**What to work on:** One number is the expected answer: the count of lines in the material below containing the word "Self".

=== Extracted information ===

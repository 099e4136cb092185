mod menu;
mod menu_category;
mod menu_option;
mod order;
mod restaurant;
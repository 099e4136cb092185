//! Application state shared across all request handlers.
//!
//! This module defines the `AppState` struct which holds all shared resources and
//! dependencies needed by the application. The state is initialized once during startup
//! and then cloned for each request handler through Axum's state extraction.
//!
//! The state includes:
//! - Database connection pool for data persistence
//! - Token service for issuing and validating JWTs

use sea_orm::DatabaseConnection;

use super::service::token::TokenService;

/// Application state containing shared resources and dependencies.
///
/// All fields use cheap-to-clone types:
/// - `DatabaseConnection` is a connection pool (clones share the pool)
/// - `TokenService` keeps its keys behind an `Arc`
#[derive(Clone)]
pub struct AppState {
    /// Database connection pool for accessing persistent storage.
    pub db: DatabaseConnection,

    /// Issues access/refresh tokens and validates incoming ones.
    pub tokens: TokenService,
}

impl AppState {
    /// Creates a new application state with the provided dependencies.
    ///
    /// # Arguments
    /// - `db` - Database connection pool
    /// - `tokens` - Token service configured with the signing secret and lifetimes
    ///
    /// # Returns
    /// - `AppState` - Initialized application state ready for use
    pub fn new(db: DatabaseConnection, tokens: TokenService) -> Self {
        Self { db, tokens }
    }
}
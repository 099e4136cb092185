use sea_orm::entity::prelude::*;

#[derive(Clone, Debug, PartialEq, Eq, DeriveEntityModel)]
#[sea_orm(table_name = "menu_category")]
pub struct Model {
    #[sea_orm(primary_key)]
    pub id: i32,
    pub restaurant_id: i32,
    pub name: String,
}

#[derive(Copy, Clone, Debug, EnumIter, DeriveRelation)]
pub enum Relation {
    #[sea_orm(
        belongs_to = "super::restaurant::Entity",
        from = "Column::RestaurantId",
        to = "super::restaurant::Column::Id",
        on_update = "Cascade",
        on_delete = "Restrict"
    )]
    Restaurant,
    #[sea_orm(has_many = "super::menu::Entity")]
    Menu,
}

impl Related<super::restaurant::Entity> for Entity {
    fn to() -> RelationDef {
        Relation::Restaurant.def()
    }
}

impl Related<super::menu::Entity> for Entity {
    fn to() -> RelationDef {
        Relation::Menu.def()
    }
}

impl ActiveModelBehavior for ActiveModel {}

===

**Task solution:** 2